Return the line that contains "let without = render_offscreen(&device, &queue, &mut" plus every line after it to the end of the entries below, exactly as given, and stop there.

• DATA:
·····
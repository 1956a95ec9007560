#[cfg(feature = "integration-tests")]
mod common;

#[cfg(feature = "integration-tests")]
mod gpu_tests {
    use crate::common::test_utils::{
        fixture_source,
        gpu::{SIZE, headless, render_offscreen, renderer},
    };
    use futures::channel::mpsc;
    use vitrine::{
        config::{ModelConfig, ViewerConfig},
        resources::{fetch_model, upload_model},
        scene::Scene,
    };

    fn brightness(pixel: &image::Rgba<u8>) -> u32 {
        pixel.0[..3].iter().map(|&c| c as u32).sum()
    }

    #[tokio::test]
    async fn should_light_ground_under_spotlight() {
        let Some((device, queue)) = headless().await else {
            eprintln!("no adapter available, skipping");
            return;
        };
        let config = ViewerConfig::default();
        let mut renderer = renderer(&device, &config);
        let mut scene = Scene::compose(&device, &queue, &renderer.material_layout, &config);

        let frame = render_offscreen(&device, &queue, &mut renderer, &mut scene).await;

        let centre = frame.get_pixel(SIZE / 2, SIZE / 2);
        let corner = frame.get_pixel(0, 0);
        assert_eq!(*corner, image::Rgba([0, 0, 0, 255]));
        assert!(
            brightness(centre) > brightness(corner) + 30,
            "centre {centre:?} is not lit"
        );
    }

    #[tokio::test]
    async fn should_clear_to_configured_colour() {
        let Some((device, queue)) = headless().await else {
            eprintln!("no adapter available, skipping");
            return;
        };
        let mut config = ViewerConfig::default();
        config.viewport.clear_colour = wgpu::Color::WHITE;
        let mut renderer = renderer(&device, &config);
        let mut scene = Scene::compose(&device, &queue, &renderer.material_layout, &config);

        let frame = render_offscreen(&device, &queue, &mut renderer, &mut scene).await;

        // the camera looks down on the floor, the top edge only sees sky
        for x in [0, SIZE / 2, SIZE - 1] {
            assert_eq!(*frame.get_pixel(x, 0), image::Rgba([255, 255, 255, 255]));
        }
    }

    #[tokio::test]
    async fn should_draw_loaded_model_into_scene() {
        let Some((device, queue)) = headless().await else {
            eprintln!("no adapter available, skipping");
            return;
        };
        let config = ViewerConfig::default();
        let mut renderer = renderer(&device, &config);
        let mut scene = Scene::compose(&device, &queue, &renderer.material_layout, &config);
        let empty = render_offscreen(&device, &queue, &mut renderer, &mut scene).await;

        let (progress_tx, _progress_rx) = mpsc::unbounded();
        let asset = fetch_model(&fixture_source(), "chair/scene.gltf", progress_tx)
            .await
            .unwrap();
        let node = upload_model(&asset, &device, &queue, &renderer.material_layout).unwrap();
        let meshes = scene.attach_model(
            node,
            &ModelConfig {
                position: [0.0, 0.0, 0.0],
                ..Default::default()
            },
        );
        let with_chair = render_offscreen(&device, &queue, &mut renderer, &mut scene).await;

        assert_eq!(meshes, 2);
        assert_eq!(scene.mesh_count(), 3);
        assert_ne!(empty, with_chair, "the chair left no trace in the frame");
    }

    #[tokio::test]
    async fn should_render_without_shadows() {
        let Some((device, queue)) = headless().await else {
            eprintln!("no adapter available, skipping");
            return;
        };
        let mut config = ViewerConfig::default();
        config.viewport.shadows_enabled = false;
        let mut renderer = renderer(&device, &config);
        let mut scene = Scene::compose(&device, &queue, &renderer.material_layout, &config);

        let frame = render_offscreen(&device, &queue, &mut renderer, &mut scene).await;

        assert_eq!(renderer.light.uniform.cast_shadow, 0);
        let centre = frame.get_pixel(SIZE / 2, SIZE / 2);
        assert!(brightness(centre) > 30, "centre {centre:?} is not lit");
    }

    #[tokio::test]
    async fn should_render_same_scene_with_and_without_multisampling() {
        let Some((device, queue)) = headless().await else {
            eprintln!("no adapter available, skipping");
            return;
        };
        let mut config = ViewerConfig::default();
        let mut smooth = renderer(&device, &config);
        config.viewport.msaa_samples = 1;
        let mut aliased = renderer(&device, &config);
        let mut smooth_scene = Scene::compose(&device, &queue, &smooth.material_layout, &config);
        let mut aliased_scene = Scene::compose(&device, &queue, &aliased.material_layout, &config);

        let with_msaa = render_offscreen(&device, &queue, &mut smooth, &mut smooth_scene).await;
        let without = render_offscreen(&device, &queue, &mut aliased, &mut aliased_scene).await;

        assert_eq!((smooth.sample_count, aliased.sample_count), (4, 1));
        // flat interiors resolve to the same colour, only edges differ
        assert_eq!(with_msaa.get_pixel(0, 0), without.get_pixel(0, 0));
        let centre = with_msaa.get_pixel(SIZE / 2, SIZE / 2);
        assert!(brightness(centre) > 30, "centre {centre:?} is not lit");
    }
}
·····
• ANSWER TO THE EXERCISE:
        let without = render_offscreen(&device, &queue, &mut aliased, &mut aliased_scene).await;

        assert_eq!((smooth.sample_count, aliased.sample_count), (4, 1));
        // flat interiors resolve to the same colour, only edges differ
        assert_eq!(with_msaa.get_pixel(0, 0), without.get_pixel(0, 0));
        let centre = with_msaa.get_pixel(SIZE / 2, SIZE / 2);
        assert!(brightness(centre) > 30, "centre {centre:?} is not lit");
    }
}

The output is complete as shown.